The full question here involved insect-flower interactions: insects pollinate, but do they do anything else to help flowers, such as help disperse their seeds. Surprisingly enough, besides exceptional cases, no!
Animal-aided seed dispersal in plants is carried out mostly by vertebrates, who eat the fruit or the seed then defecate the seeds at another location. When it comes to insects, only the ants have been found to play significant roles in seed dispersal, in an interaction called myrmecochory. The few plants that use ants as seed dispersers produce seeds with an elaiosome – a tasty covering that ants love. The ants carry this seed back to the nest where they feed on the elaiosome, leaving the seed itself unharmed, and the seed lies dormant until conditions are ideal enough for germination.

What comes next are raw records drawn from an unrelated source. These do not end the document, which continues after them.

impl WorkflowDefinition {
    pub fn new(id: impl Into<String>, initial_node_ref: impl Into<String>) -> Self {
        Self {
            id: id.into(),
            version: default_version(),
            nodes: vec![],
            transitions: vec![],
            initial_node_ref: initial_node_ref.into(),
            input_schema: None,
            output_schema: None,
            context_schema: None,
            output_mapping: BTreeMap::new(),
        }
    }

    pub fn with_node(mut self, node: Node) -> Self {
        self.nodes.push(node);
        self
    }

    pub fn with_transition(mut self, transition: Transition) -> Self {
        self.transitions.push(transition);
        self
    }

    pub fn with_output_mapping(mut self, field: impl Into<String>, path: impl Into<String>) -> Self {
        self.output_mapping.insert(field.into(), path.into());
        self
    }

    pub fn with_input_schema(mut self, schema: serde_json::Value) -> Self {
        self.input_schema = Some(schema);
        self
    }

    pub fn with_output_schema(mut self, schema: serde_json::Value) -> Self {
        self.output_schema = Some(schema);
        self
    }

    /// Parse a JSON definition, fill derived transition ids and validate.
    pub fn from_json(json: &str) -> Result<Self> {
        let def: WorkflowDefinition = serde_json::from_str(json)?;
        def.normalized()
    }

    /// Load a JSON definition from disk.
    pub fn load(path: &Path) -> Result<Self> {
        let content = std::fs::read_to_string(path)
            .map_err(|e| FlowError::InvalidDefinition(format!("{}: {}", path.display(), e)))?;
        Self::from_json(&content)
    }

    /// Fill missing transition ids and run structural validation.
    pub fn normalized(mut self) -> Result<Self> {
        for (idx, t) in self.transitions.iter_mut().enumerate() {
            if t.id.is_empty() {
                t.id = format!("{}->{}#{}", t.from_node_ref, t.to_node_ref, idx);
            }
        }
        self.validate()?;
        Ok(self)
    }

    /// `"<id>@<version>"`, the reference stored in run records.
    pub fn reference(&self) -> String {
        format!("{}@{}", self.id, self.version)
    }

    pub fn node(&self, node_ref: &str) -> Option<&Node> {
        self.nodes.iter().find(|n| n.node_ref == node_ref)
    }

    pub fn transition(&self, id: &str) -> Option<&Transition> {
        self.transitions.iter().find(|t| t.id == id)
    }

    /// Outgoing transitions in evaluation order: priority ascending, ties in
    /// declaration order.
    pub fn outgoing(&self, node_ref: &str) -> Vec<&Transition> {
        let mut out: Vec<&Transition> = self
            .transitions
            .iter()
            .filter(|t| t.from_node_ref == node_ref)
            .collect();
        out.sort_by_key(|t| t.priority);
        out
    }

    /// Names of every predicate referenced by a condition.
    pub fn predicate_names(&self) -> Vec<&str> {
        self.transitions
            .iter()
            .filter_map(|t| match &t.condition {
                Some(Condition::Predicate { name }) => Some(name.as_str()),
                _ => None,
            })
            .collect()
    }

    /// Structural checks. Runs before any token is created.
    pub fn validate(&self) -> Result<()> {
        let invalid = |msg: String| Err(FlowError::InvalidDefinition(msg));

        if self.nodes.is_empty() {
            return invalid("workflow has no nodes".into());
        }

        let mut refs = HashSet::new();
        for node in &self.nodes {
            if node.node_ref.is_empty() {
                return invalid("node with empty ref".into());
            }
            if !refs.insert(node.node_ref.as_str()) {
                return invalid(format!("duplicate node ref '{}'", node.node_ref));
            }
            for (field, path) in &node.input_mapping {
                check_path(path, &format!("node '{}' input '{}'", node.node_ref, field))?;
            }
            for path in node.output_mapping.keys() {
                let parsed = check_path(path, &format!("node '{}' output", node.node_ref))?;
                if parsed.section() == Section::Input {
                    return invalid(format!(
                        "node '{}' maps output into read-only path '{}'",
                        node.node_ref, path
                    ));
                }
            }
        }

        if !refs.contains(self.initial_node_ref.as_str()) {
            return invalid(format!("initial node '{}' not found", self.initial_node_ref));
        }

        let cohorts: HashSet<&str> = self
            .transitions
            .iter()
            .filter(|t| t.is_fan_out())
            .filter_map(|t| t.sibling_group.as_deref())
            .collect();

        let mut ids = HashSet::new();
        for t in &self.transitions {
            if !ids.insert(t.id.as_str()) {
                return invalid(format!("duplicate transition id '{}'", t.id));
            }
            for endpoint in [&t.from_node_ref, &t.to_node_ref] {
                if !refs.contains(endpoint.as_str()) {
                    return invalid(format!("transition '{}' references unknown node '{}'", t.id, endpoint));
                }
            }
            if t.spawn_count == Some(0) {
                return invalid(format!("transition '{}' has spawnCount 0", t.id));
            }
            if t.is_fan_out() && t.sibling_group.as_deref().map_or(true, str::is_empty) {
                return invalid(format!("fan-out transition '{}' needs a siblingGroup", t.id));
            }
            if let Some(Condition::Exists { path }) = &t.condition {
                check_path(path, &format!("transition '{}' condition", t.id))?;
            }
            if let Some(sync) = &t.synchronization {
                if t.is_fan_out() {
                    return invalid(format!(
                        "transition '{}' cannot both fan out and synchronize",
                        t.id
                    ));
                }
                if !cohorts.contains(sync.sibling_group.as_str()) {
                    return invalid(format!(
                        "transition '{}' synchronizes unknown sibling group '{}'",
                        t.id, sync.sibling_group
                    ));
                }
                if sync.timeout_ms == Some(0) {
                    return invalid(format!("transition '{}' has timeoutMs 0", t.id));
                }
                check_path(&sync.merge.source, &format!("transition '{}' merge source", t.id))?;
                let target = check_path(&sync.merge.target, &format!("transition '{}' merge target", t.id))?;
                if !matches!(target.section(), Section::State | Section::Output) || target.is_section_root() {
                    return invalid(format!(
                        "transition '{}' merge target '{}' must be below state or output",
                        t.id, sync.merge.target
                    ));
                }
            }
        }

        for (field, path) in &self.output_mapping {
            check_path(path, &format!("output field '{}'", field))?;
        }

        Ok(())
    }
}

fn check_path(path: &str, what: &str) -> Result<ContextPath> {
    ContextPath::parse(path)
        .map_err(|_| FlowError::InvalidDefinition(format!("{}: malformed path '{}'", what, path)))
}

#[cfg(test)]
mod tests {
    use super::*;

    fn fan_in_definition() -> WorkflowDefinition {
        WorkflowDefinition::new("words", "start")
            .with_node(Node::new("start", "seed"))
            .with_node(Node::new("work", "generate-word"))
            .with_node(Node::new("join", "summarize"))
            .with_transition(Transition::new("start", "work").fan_out(3, "writers"))
            .with_transition(Transition::new("work", "join").synchronize(Synchronization::all(
                "writers",
                MergeSpec::new("_branch.output.word", "state.words", MergeStrategy::Append),
            )))
    }

    #[test]
    fn test_builder_definition_validates() {
        let def = fan_in_definition().normalized().unwrap();
        assert_eq!(def.transitions[0].id, "start->work#0");
        assert_eq!(def.reference(), "words@1");
        assert!(def.transitions[0].is_fan_out());
    }

    #[test]
    fn test_outgoing_sorted_by_priority_then_declaration() {
        let def = WorkflowDefinition::new("p", "a")
            .with_node(Node::new("a", "t"))
            .with_node(Node::new("b", "t"))
            .with_node(Node::new("c", "t"))
            .with_node(Node::new("d", "t"))
            .with_transition(Transition::new("a", "b").with_id("late").with_priority(5))
            .with_transition(Transition::new("a", "c").with_id("first").with_priority(1))
            .with_transition(Transition::new("a", "d").with_id("tie").with_priority(5));
        let ids: Vec<&str> = def.outgoing("a").iter().map(|t| t.id.as_str()).collect();
        assert_eq!(ids, vec!["first", "late", "tie"]);
    }

    #[test]
    fn test_parse_json_definition() {
        let json = r#"{
            "id": "wf",
            "initialNodeRef": "start",
            "nodes": [
                {"ref": "start", "taskId": "seed", "outputMapping": {"state.topic": "topic"}},
                {"ref": "work", "taskId": "write", "inputMapping": {"topic": "state.topic"}},
                {"ref": "join", "taskId": "sum"}
            ],
            "transitions": [
                {"fromNodeRef": "start", "toNodeRef": "work", "spawnCount": 2, "siblingGroup": "w",
                 "condition": {"type": "expr", "expr": "state.topic exists"}},
                {"fromNodeRef": "work", "toNodeRef": "join",
                 "synchronization": {"strategy": "all", "siblingGroup": "w", "timeoutMs": 500,
                    "onTimeout": "proceed_with_available",
                    "merge": {"source": "_branch.output", "target": "state.results", "strategy": "collect"}}}
            ],
            "outputMapping": {"results": "state.results"}
        }"#;
        let def = WorkflowDefinition::from_json(json).unwrap();
        assert_eq!(def.nodes[0].output_mapping["state.topic"], "topic");
        let sync = def.transitions[1].synchronization.as_ref().unwrap();
        assert_eq!(sync.on_timeout, TimeoutPolicy::ProceedWithAvailable);
        assert_eq!(sync.merge.strategy, MergeStrategy::Collect);
        assert!(matches!(def.transitions[0].condition, Some(Condition::Expr { .. })));
    }

    #[test]
    fn test_rejects_unknown_cohort() {
        let def = WorkflowDefinition::new("bad", "a")
            .with_node(Node::new("a", "t"))
            .with_node(Node::new("b", "t"))
            .with_transition(Transition::new("a", "b").synchronize(Synchronization::all(
                "ghost",
                MergeSpec::new("_branch.output", "state.x", MergeStrategy::Append),
            )));
        let err = def.normalized().unwrap_err();
        assert!(err.to_string().contains("ghost"));
    }

    #[test]
    fn test_rejects_fan_out_with_sync_and_bad_targets() {
        let merge = MergeSpec::new("_branch.output", "input.x", MergeStrategy::Append);
        let def = WorkflowDefinition::new("bad", "a")
            .with_node(Node::new("a", "t"))
            .with_node(Node::new("b", "t"))
            .with_node(Node::new("c", "t"))
            .with_transition(Transition::new("a", "b").fan_out(2, "g"))
            .with_transition(Transition::new("b", "c").synchronize(Synchronization::all("g", merge)));
        assert!(def.normalized().unwrap_err().to_string().contains("merge target"));

        let both = WorkflowDefinition::new("bad", "a")
            .with_node(Node::new("a", "t"))
            .with_node(Node::new("b", "t"))
            .with_transition(Transition::new("a", "b").fan_out(2, "g").synchronize(
                Synchronization::all(
                    "g",
                    MergeSpec::new("_branch.output", "state.x", MergeStrategy::Append),
                ),
            ));
        assert!(both.normalized().is_err());
    }

    #[test]
    fn test_rejects_structural_errors() {
        assert!(WorkflowDefinition::new("empty", "a").normalized().is_err());

        let missing_initial = WorkflowDefinition::new("x", "nope").with_node(Node::new("a", "t"));
        assert!(missing_initial.normalized().is_err());

        let dup = WorkflowDefinition::new("x", "a")
            .with_node(Node::new("a", "t"))
            .with_node(Node::new("a", "t"));
        assert!(dup.normalized().is_err());

        let dangling = WorkflowDefinition::new("x", "a")
            .with_node(Node::new("a", "t"))
            .with_transition(Transition::new("a", "zzz"));
        assert!(dangling.normalized().is_err());

        let bad_path = WorkflowDefinition::new("x", "a")
            .with_node(Node::new("a", "t").with_input("q", "state..q"));
        assert!(bad_path.normalized().is_err());

        let write_input = WorkflowDefinition::new("x", "a")
            .with_node(Node::new("a", "t").with_output("input.q", "q"));
        assert!(write_input.normalized().is_err());
    }

    #[test]
    fn test_predicate_names() {
        let def = WorkflowDefinition::new("x", "a")
            .with_node(Node::new("a", "t"))
            .with_node(Node::new("b", "t"))
            .with_transition(
                Transition::new("a", "b").with_condition(Condition::Predicate { name: "ready".into() }),
            );
        assert_eq!(def.predicate_names(), vec!["ready"]);
    }
}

But besides the ~32 genera of ants (Beattie, 1985; number probably outdated by now) that have this interaction, other insects show unique associations – a couple of bee species, several beetles, etc. – but definitely no general trend. I’m not sure why this is so: after all, the insect-flower coevolution is one of the greatest events in evolution </bias> and the single largest driver of biodiversity for the past 100 million years. If I had to venture a guess, I’d say it’s because seeds are generally big, so the job is better done by vertebrates… but many beetles are more than capable of carrying seeds. I have no literature that deals specifically with the issue though (undoubtebly some does exist, but I have never had to deal with the subject in much detail).
Beattie AJ. 1985. The evolutionary ecology of ant-plant mutualisms.